#### Activity:
Retype, word for word, each line between the lines holding "self.bytes_written = 0;" and "the current size.", inclusive, and leave the rest of the data alone.

#### Entries taken from a collection:
-- Opening Marker --

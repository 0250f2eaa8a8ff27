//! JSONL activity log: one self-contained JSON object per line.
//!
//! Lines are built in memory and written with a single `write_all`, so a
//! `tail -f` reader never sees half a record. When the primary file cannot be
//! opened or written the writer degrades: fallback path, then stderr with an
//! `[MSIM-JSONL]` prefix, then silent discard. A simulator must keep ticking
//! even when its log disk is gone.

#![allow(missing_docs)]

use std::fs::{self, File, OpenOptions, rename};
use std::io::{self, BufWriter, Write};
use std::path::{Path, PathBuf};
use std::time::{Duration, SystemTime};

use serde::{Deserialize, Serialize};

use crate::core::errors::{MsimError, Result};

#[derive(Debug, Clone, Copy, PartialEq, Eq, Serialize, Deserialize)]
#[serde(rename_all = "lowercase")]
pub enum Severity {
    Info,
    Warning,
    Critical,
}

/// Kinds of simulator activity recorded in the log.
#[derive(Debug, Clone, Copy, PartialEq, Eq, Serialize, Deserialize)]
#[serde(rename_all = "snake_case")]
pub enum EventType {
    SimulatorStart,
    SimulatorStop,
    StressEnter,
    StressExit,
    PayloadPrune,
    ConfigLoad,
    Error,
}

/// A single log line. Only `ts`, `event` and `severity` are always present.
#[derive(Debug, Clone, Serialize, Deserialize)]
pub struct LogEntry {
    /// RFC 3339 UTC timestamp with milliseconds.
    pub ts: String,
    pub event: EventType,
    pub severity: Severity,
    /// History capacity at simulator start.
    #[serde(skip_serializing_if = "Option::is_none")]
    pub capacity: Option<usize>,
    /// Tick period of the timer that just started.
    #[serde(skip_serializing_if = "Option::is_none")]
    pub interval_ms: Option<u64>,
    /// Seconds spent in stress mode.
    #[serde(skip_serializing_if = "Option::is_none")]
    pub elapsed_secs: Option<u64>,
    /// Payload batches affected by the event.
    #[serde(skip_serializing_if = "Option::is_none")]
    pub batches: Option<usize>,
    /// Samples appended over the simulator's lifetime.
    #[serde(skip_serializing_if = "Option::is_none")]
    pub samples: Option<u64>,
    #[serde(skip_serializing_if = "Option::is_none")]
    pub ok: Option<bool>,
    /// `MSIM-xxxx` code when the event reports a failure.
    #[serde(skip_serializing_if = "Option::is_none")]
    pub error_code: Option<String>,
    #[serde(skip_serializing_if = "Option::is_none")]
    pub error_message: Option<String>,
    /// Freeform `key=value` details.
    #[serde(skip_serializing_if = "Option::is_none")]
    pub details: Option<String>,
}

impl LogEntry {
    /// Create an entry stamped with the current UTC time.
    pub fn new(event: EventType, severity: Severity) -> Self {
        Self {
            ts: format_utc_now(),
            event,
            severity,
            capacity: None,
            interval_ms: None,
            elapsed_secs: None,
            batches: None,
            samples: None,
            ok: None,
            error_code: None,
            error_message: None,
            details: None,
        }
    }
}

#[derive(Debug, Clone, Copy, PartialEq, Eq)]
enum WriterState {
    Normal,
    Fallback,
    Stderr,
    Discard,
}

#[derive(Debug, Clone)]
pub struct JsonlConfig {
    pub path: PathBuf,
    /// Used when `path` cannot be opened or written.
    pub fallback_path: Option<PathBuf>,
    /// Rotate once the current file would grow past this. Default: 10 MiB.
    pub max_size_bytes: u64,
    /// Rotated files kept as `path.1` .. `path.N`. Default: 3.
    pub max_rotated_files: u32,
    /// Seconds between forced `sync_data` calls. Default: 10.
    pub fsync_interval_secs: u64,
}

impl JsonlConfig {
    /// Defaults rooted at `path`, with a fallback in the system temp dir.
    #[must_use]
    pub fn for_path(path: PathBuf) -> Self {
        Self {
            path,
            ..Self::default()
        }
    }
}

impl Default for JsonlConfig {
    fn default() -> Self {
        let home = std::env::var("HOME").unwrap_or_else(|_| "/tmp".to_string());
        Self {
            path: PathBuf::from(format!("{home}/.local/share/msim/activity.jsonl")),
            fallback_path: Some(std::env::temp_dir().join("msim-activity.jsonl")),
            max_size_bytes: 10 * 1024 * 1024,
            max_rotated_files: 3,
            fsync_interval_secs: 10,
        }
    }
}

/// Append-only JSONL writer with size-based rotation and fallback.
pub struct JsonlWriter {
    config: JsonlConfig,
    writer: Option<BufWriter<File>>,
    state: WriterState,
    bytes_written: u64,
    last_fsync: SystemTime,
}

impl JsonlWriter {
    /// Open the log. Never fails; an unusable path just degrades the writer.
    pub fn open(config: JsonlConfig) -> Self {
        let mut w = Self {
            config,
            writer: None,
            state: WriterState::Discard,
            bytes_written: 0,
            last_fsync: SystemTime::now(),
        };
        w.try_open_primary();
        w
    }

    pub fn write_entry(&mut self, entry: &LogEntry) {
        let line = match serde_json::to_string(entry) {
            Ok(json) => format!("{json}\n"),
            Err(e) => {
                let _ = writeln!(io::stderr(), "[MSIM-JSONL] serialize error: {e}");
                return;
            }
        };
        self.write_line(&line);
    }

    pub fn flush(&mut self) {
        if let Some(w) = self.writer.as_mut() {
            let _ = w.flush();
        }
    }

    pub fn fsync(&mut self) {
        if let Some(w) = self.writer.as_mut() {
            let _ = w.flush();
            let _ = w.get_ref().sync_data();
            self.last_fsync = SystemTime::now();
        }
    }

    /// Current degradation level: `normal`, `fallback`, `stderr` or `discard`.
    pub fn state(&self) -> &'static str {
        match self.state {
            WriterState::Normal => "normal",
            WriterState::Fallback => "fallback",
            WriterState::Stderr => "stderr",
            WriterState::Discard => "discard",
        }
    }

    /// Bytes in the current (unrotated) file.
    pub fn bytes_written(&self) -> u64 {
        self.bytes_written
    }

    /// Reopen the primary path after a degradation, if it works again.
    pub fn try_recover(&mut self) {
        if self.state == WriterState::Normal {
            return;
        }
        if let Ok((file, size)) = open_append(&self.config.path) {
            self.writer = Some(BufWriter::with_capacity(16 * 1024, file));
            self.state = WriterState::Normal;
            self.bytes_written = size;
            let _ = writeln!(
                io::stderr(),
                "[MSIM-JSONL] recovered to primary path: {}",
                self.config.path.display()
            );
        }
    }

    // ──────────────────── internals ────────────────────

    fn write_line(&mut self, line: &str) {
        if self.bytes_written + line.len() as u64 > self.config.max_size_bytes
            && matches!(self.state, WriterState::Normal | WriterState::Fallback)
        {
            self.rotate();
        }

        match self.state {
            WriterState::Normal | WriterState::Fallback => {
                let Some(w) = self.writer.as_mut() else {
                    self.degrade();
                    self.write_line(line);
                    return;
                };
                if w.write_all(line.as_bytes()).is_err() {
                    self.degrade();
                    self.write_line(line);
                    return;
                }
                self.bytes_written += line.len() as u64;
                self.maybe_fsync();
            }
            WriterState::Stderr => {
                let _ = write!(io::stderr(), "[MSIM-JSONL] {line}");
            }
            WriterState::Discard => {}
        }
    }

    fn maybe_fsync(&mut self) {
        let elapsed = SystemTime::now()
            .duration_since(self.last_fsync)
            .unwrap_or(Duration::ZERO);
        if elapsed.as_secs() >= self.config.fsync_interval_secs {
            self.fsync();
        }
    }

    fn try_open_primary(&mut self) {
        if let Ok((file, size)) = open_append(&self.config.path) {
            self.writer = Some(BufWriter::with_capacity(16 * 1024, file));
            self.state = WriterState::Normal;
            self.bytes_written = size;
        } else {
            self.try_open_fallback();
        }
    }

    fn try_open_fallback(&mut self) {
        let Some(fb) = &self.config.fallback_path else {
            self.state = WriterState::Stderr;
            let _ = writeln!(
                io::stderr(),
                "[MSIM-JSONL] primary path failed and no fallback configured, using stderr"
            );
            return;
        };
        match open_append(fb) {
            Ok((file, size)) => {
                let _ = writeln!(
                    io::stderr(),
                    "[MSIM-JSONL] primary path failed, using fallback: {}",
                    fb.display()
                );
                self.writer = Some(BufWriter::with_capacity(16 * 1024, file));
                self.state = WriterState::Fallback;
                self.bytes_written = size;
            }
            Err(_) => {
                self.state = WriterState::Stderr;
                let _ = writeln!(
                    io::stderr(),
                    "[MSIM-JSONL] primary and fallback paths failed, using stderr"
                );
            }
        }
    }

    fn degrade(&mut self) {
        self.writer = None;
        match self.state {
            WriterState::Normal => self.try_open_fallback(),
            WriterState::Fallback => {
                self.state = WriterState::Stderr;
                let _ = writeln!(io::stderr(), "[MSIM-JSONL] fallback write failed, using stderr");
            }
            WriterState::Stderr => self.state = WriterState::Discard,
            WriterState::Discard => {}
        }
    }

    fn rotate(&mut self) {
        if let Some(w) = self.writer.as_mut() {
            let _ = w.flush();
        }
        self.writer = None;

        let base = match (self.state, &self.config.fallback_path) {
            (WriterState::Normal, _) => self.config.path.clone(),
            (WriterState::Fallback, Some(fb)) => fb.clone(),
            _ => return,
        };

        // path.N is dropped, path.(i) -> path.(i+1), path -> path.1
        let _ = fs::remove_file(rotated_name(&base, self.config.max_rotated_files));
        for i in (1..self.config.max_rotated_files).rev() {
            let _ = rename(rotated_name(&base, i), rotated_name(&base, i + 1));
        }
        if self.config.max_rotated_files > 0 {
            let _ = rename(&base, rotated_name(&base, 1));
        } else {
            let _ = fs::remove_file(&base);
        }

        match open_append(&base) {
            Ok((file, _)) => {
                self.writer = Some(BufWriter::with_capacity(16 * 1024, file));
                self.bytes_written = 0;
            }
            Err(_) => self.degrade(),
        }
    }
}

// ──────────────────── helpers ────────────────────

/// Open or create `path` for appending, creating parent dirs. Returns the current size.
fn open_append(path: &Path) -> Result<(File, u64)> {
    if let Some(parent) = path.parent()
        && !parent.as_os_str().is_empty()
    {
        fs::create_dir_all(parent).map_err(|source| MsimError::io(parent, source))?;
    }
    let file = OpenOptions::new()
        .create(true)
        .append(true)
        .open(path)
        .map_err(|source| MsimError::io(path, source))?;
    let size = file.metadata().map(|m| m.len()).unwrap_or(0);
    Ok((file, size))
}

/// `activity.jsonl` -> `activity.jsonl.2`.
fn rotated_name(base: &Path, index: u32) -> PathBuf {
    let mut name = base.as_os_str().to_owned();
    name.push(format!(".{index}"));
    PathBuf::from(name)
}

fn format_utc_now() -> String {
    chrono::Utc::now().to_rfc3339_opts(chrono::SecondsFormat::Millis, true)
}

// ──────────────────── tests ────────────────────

-- Closing Marker --

#### Task response:
                self.bytes_written = 0;
            }
            Err(_) => self.degrade(),
        }
    }
}

// ──────────────────── helpers ────────────────────

/// Open or create `path` for appending, creating parent dirs. Returns the current size.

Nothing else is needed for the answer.